# We are still in 90s culture?



## xraydav (Jan 3, 2013)

Ugh we’re still in the fucking 70s and now it’s finally ending with all the crap levied against SJWs who are like present day hippies. Likewise, we’re only now going into an 80s like culture. I know the last five years have been EDM, Bruno Mars, Imagine Dragons ,etc, but the 80s vibes have only set root. 

For example, I think techno equates to what Pink Floyd and Led Zep did to the 70s. I think post punk and nu metal were 2000s versions of 70s punk music. Meanwhile, dance music* was slowly developing in the background of the 2000s, and only now have people really turned onto the cultural changes of electronic dance music. (In the last 3-4 years roughly) 


Post Punk officially died around 2013 I believe, we had less concert sales for bands like Blink 182 and the Alternative rock scene became vastly different. A lot of big concert festivals closed down where I live. 

I’m listening to alt rock music now it sound like something we could start dancing to. It was more 80s like than the year before. 

The next 6-7 years will be eighties like, and then we will have a more 90s culture afterward, based on the above timeline.


----------



## 481450 (Aug 13, 2017)

Nope!


----------



## Judson Joist (Oct 25, 2013)

I've got yer '90s right here!


----------



## Dustanddawnzone (Jul 13, 2014)

> Ugh we’re still in the fucking 70s and now it’s finally ending with all the crap levied against SJWs who are like present day hippies. Likewise, we’re only now going into an 80s like culture. I know the last five years have been EDM, Bruno Mars, Imagine Dragons ,etc, but the 80s vibes have only set root.
> 
> For example, I think techno equates to what Pink Floyd and Led Zep did to the 70s. I think post punk and nu metal were 2000s versions of 70s punk music. Meanwhile, dance music* was slowly developing in the background of the 2000s, and only now have people really turned onto the cultural changes of electronic dance music. (In the last 3-4 years roughly)

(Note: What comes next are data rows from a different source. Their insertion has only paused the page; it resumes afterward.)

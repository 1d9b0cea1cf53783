//! Fragment merger: applies one fragment to the consolidated document.
//!
//! For each declared collection in the fragment, entity patches are upserted
//! by key; every other top-level field is merged with replace / deep-merge
//! semantics. Field policies come from the [`PolicyTable`].
//!
//! Failures are isolated per patch and per field:
//! - a patch without a usable key is skipped and recorded,
//! - a field whose values conflict under its policy is kept (or replaced, in
//!   [`ConflictMode::Replace`]) and recorded; sibling fields still merge.

use std::collections::HashMap;
use std::sync::Arc;

use serde_json::{Map, Value};
use tracing::{instrument, trace, warn};

use noticemerge_shared::{
    ConflictMode, ConflictRecord, ConflictResolution, ConsolidatedDocument, EntityKey, Fragment,
    MergeReport, NoticeMergeError, ROOT_SCOPE, SkippedPatch, json_kind,
};

use crate::key::key_of;
use crate::policy::{self, CollectionSpec, Policy, PolicyTable, Scope};

/// Location of a field being merged: document root, or one keyed entity.
#[derive(Clone, Copy)]
struct Site<'a> {
    collection: Option<&'a CollectionSpec>,
    key: Option<&'a EntityKey>,
}

impl<'a> Site<'a> {
    const ROOT: Self = Site {
        collection: None,
        key: None,
    };

    fn scope(&self) -> Scope<'a> {
        match self.collection {
            Some(spec) => Scope::Collection(&spec.path),
            None => Scope::Root,
        }
    }

    fn collection_label(&self) -> String {
        self.collection
            .map(|c| c.path.clone())
            .unwrap_or_else(|| ROOT_SCOPE.to_string())
    }
}

/// Merges fragments into a document according to a policy table.
#[derive(Debug, Clone)]
pub struct FragmentMerger {
    table: Arc<PolicyTable>,
    on_conflict: ConflictMode,
}

impl FragmentMerger {
    pub fn new(table: Arc<PolicyTable>, on_conflict: ConflictMode) -> Self {
        Self { table, on_conflict }
    }

    pub fn table(&self) -> &PolicyTable {
        &self.table
    }

    pub fn on_conflict(&self) -> ConflictMode {
        self.on_conflict
    }

    /// Merge `fragment` into `document`, returning what changed.
    #[instrument(level = "debug", skip_all)]
    pub fn merge(&self, document: &mut ConsolidatedDocument, fragment: &Fragment) -> MergeReport {
        let mut report = MergeReport::default();
        let root = document.root_mut();

        for (name, incoming) in fragment.iter() {
            if incoming.is_null() {
                continue;
            }
            if self.table.collection(name).is_none() {
                report.fields_set += 1;
            }
            self.merge_field(Site::ROOT, root, name, name, incoming, &mut report);
        }

        report
    }

    /// Merge one field of `slot`. `path` is the field's dotted path within
    /// its scope.
    fn merge_field(
        &self,
        site: Site<'_>,
        slot: &mut Map<String, Value>,
        name: &str,
        path: &str,
        incoming: &Value,
        report: &mut MergeReport,
    ) {
        if incoming.is_null() {
            return;
        }

        if site.collection.is_none() {
            if let Some(spec) = self.table.collection(path) {
                if let Some(target) = slot.get_mut(name) {
                    self.merge_collection(spec, target, incoming, report);
                    return;
                }
            }
        }

        match slot.get_mut(name) {
            Some(existing) if !existing.is_null() => {
                self.combine(site, path, existing, incoming, report);
            }
            _ => {
                if let Some(value) = self.introduce(site, path, incoming, report) {
                    slot.insert(name.to_string(), value);
                }
            }
        }
    }

    /// Upsert every entity patch of `incoming` into the collection array `target`.
    fn merge_collection(
        &self,
        spec: &CollectionSpec,
        target: &mut Value,
        incoming: &Value,
        report: &mut MergeReport,
    ) {
        let Value::Array(patches) = incoming else {
            self.skip(
                spec,
                0,
                format!("collection must be an array, got {}", json_kind(incoming)),
                report,
            );
            return;
        };

        if target.is_null() {
            *target = Value::Array(Vec::new());
        }
        if !target.is_array() {
            let reason = format!("document holds a {} at this collection path", json_kind(target));
            for index in 0..patches.len() {
                self.skip(spec, index, reason.clone(), report);
            }
            return;
        }
        let Some(entities) = target.as_array_mut() else {
            return;
        };

        let mut positions: HashMap<EntityKey, usize> = entities
            .iter()
            .enumerate()
            .filter_map(|(i, entity)| key_of(spec, entity).ok().map(|key| (key, i)))
            .collect();

        for (index, patch) in patches.iter().enumerate() {
            let key = match key_of(spec, patch) {
                Ok(key) => key,
                Err(e) => {
                    self.skip(spec, index, e.to_string(), report);
                    continue;
                }
            };
            let Value::Object(fields) = patch else {
                continue;
            };

            match positions.get(&key).copied() {
                Some(position) => {
                    let Some(entity) = entities[position].as_object_mut() else {
                        continue;
                    };
                    let site = Site {
                        collection: Some(spec),
                        key: Some(&key),
                    };
                    for (name, value) in fields {
                        if !spec.is_key_field(name) {
                            self.merge_field(site, entity, name, name, value, report);
                        }
                    }
                    report.touched += 1;
                    trace!(collection = %spec.path, %key, "updated entity");
                }
                None => {
                    let site = Site {
                        collection: Some(spec),
                        key: Some(&key),
                    };
                    let mut entity = Map::with_capacity(fields.len());
                    for (name, value) in fields {
                        if value.is_null() {
                            continue;
                        }
                        let value = if spec.is_key_field(name) {
                            Some(value.clone())
                        } else {
                            self.introduce(site, name, value, report)
                        };
                        if let Some(value) = value {
                            entity.insert(name.clone(), value);
                        }
                    }
                    trace!(collection = %spec.path, %key, "created entity");
                    positions.insert(key, entities.len());
                    entities.push(Value::Object(entity));
                    report.created += 1;
                }
            }
        }
    }

    /// Combine an existing non-null value with an incoming one.
    fn combine(
        &self,
        site: Site<'_>,
        path: &str,
        existing: &mut Value,
        incoming: &Value,
        report: &mut MergeReport,
    ) {
        let policy = self
            .table
            .field_policy(site.scope(), path)
            .cloned()
            .unwrap_or_else(|| Policy::default_for(existing, incoming));

        let combined = match &policy {
            Policy::Replace => {
                if let Some(value) = self.introduce(site, path, incoming, report) {
                    *existing = value;
                }
                return;
            }
            Policy::FirstWins => return,
            Policy::DeepMerge => {
                if let (Some(target), Some(patch)) = (existing.as_object_mut(), incoming.as_object())
                {
                    for (name, value) in patch {
                        let child = format!("{path}.{name}");
                        self.merge_field(site, target, name, &child, value, report);
                    }
                    return;
                }
                Err(policy::Mismatch(format!(
                    "deep-merge needs two objects, got {} and {}",
                    json_kind(existing),
                    json_kind(incoming)
                )))
            }
            Policy::UnionSet => policy::union_set(existing, incoming),
            Policy::AppendDistinct { key } => policy::append_distinct(existing, incoming, key),
        };

        match combined {
            Ok(value) => *existing = value,
            Err(mismatch) => self.conflict(site, path, &policy, existing, incoming, mismatch, report),
        }
    }

    /// Build the stored form of a value entering the document for the first
    /// time: nested collections are keyed, union sets sorted, append-distinct
    /// arrays deduplicated, nulls dropped.
    ///
    /// Returns `None` when nothing should be stored: a collection patch that
    /// is not an array is skipped without leaving a slot behind.
    fn introduce(
        &self,
        site: Site<'_>,
        path: &str,
        incoming: &Value,
        report: &mut MergeReport,
    ) -> Option<Value> {
        if site.collection.is_none() {
            if let Some(spec) = self.table.collection(path) {
                let mut target = Value::Array(Vec::new());
                self.merge_collection(spec, &mut target, incoming, report);
                return incoming.is_array().then_some(target);
            }
        }

        let empty = Value::Array(Vec::new());
        match self.table.field_policy(site.scope(), path) {
            Some(Policy::UnionSet) => {
                return Some(policy::union_set(&empty, incoming).unwrap_or_else(|_| incoming.clone()));
            }
            Some(Policy::AppendDistinct { key }) => {
                return Some(
                    policy::append_distinct(&empty, incoming, key)
                        .unwrap_or_else(|_| incoming.clone()),
                );
            }
            _ => {}
        }

        match incoming {
            Value::Object(fields) => {
                let mut out = Map::with_capacity(fields.len());
                for (name, value) in fields {
                    if value.is_null() {
                        continue;
                    }
                    let child = format!("{path}.{name}");
                    if let Some(value) = self.introduce(site, &child, value, report) {
                        out.insert(name.clone(), value);
                    }
                }
                Some(Value::Object(out))
            }
            other => Some(other.clone()),
        }
    }

    #[allow(clippy::too_many_arguments)]
    fn conflict(
        &self,
        site: Site<'_>,
        path: &str,
        policy: &Policy,
        existing: &mut Value,
        incoming: &Value,
        mismatch: policy::Mismatch,
        report: &mut MergeReport,
    ) {
        let err = NoticeMergeError::PolicyConflict {
            collection: site.collection_label(),
            key: site.key.map(ToString::to_string).unwrap_or_default(),
            field: path.to_string(),
            reason: format!("{policy}: {mismatch}"),
        };
        let record = ConflictRecord {
            collection: site.collection_label(),
            key: site.key.map(ToString::to_string),
            field: path.to_string(),
            policy: policy.name().to_string(),
            existing: existing.clone(),
            incoming: incoming.clone(),
            resolution: match self.on_conflict {
                ConflictMode::Keep => ConflictResolution::Kept,
                ConflictMode::Replace => ConflictResolution::Replaced,
            },
        };

        match self.on_conflict {
            ConflictMode::Keep => {
                warn!(error = %err, existing = %existing, incoming = %incoming, "keeping existing value");
            }
            ConflictMode::Replace => {
                warn!(error = %err, existing = %existing, incoming = %incoming, "replacing existing value");
                if let Some(value) = self.introduce(site, path, incoming, report) {
                    *existing = value;
                }
            }
        }
        report.conflicts.push(record);
    }

    fn skip(&self, spec: &CollectionSpec, index: usize, reason: String, report: &mut MergeReport) {
        let err = NoticeMergeError::MalformedFragment {
            collection: spec.path.clone(),
            index,
            reason: reason.clone(),
        };
        warn!(error = %err, "skipping entity patch");
        report.skipped.push(SkippedPatch {
            collection: spec.path.clone(),
            index,
            reason,
        });
    }
}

:thinking2: ,so a commentary on how certain stylistic elements and trends themselves go in and out of style.


----------



## Omriroberson1997 (Jan 30, 2018)

Culturally we aren't in the 90s but styles,clothes,slang,etc still do resemble the 90s to be honest those the things haven't changed since the late 90s the 2020s probably will be a new fresh culture and styles we never seen before.


----------



## drizzy lake (Apr 28, 2017)

> Whoever believes we are still in 90's culture is clearly living under a rock


/thread


----------



## Blazkovitz (Mar 16, 2014)

In some ways we still are in 1920s culture. For example sunbathing and physical fitness in general have become popular back then and still are. The Victorians actually considered being plump and pale a sign of high social status.


----------



## Raison (Feb 8, 2018)

I think it may seem that way because we're seeing a resurgence of 90s themes just as there was a resurgence of 70s themes in the 90s specifically because people hit an age plateau where they become nostalgic, and this is reflected in an appreciation for elements from their youth. 
The official sign that you're past your prime is when Nick at Nite and TV Land start airing shows from your childhood instead of shows from your parents'.


----------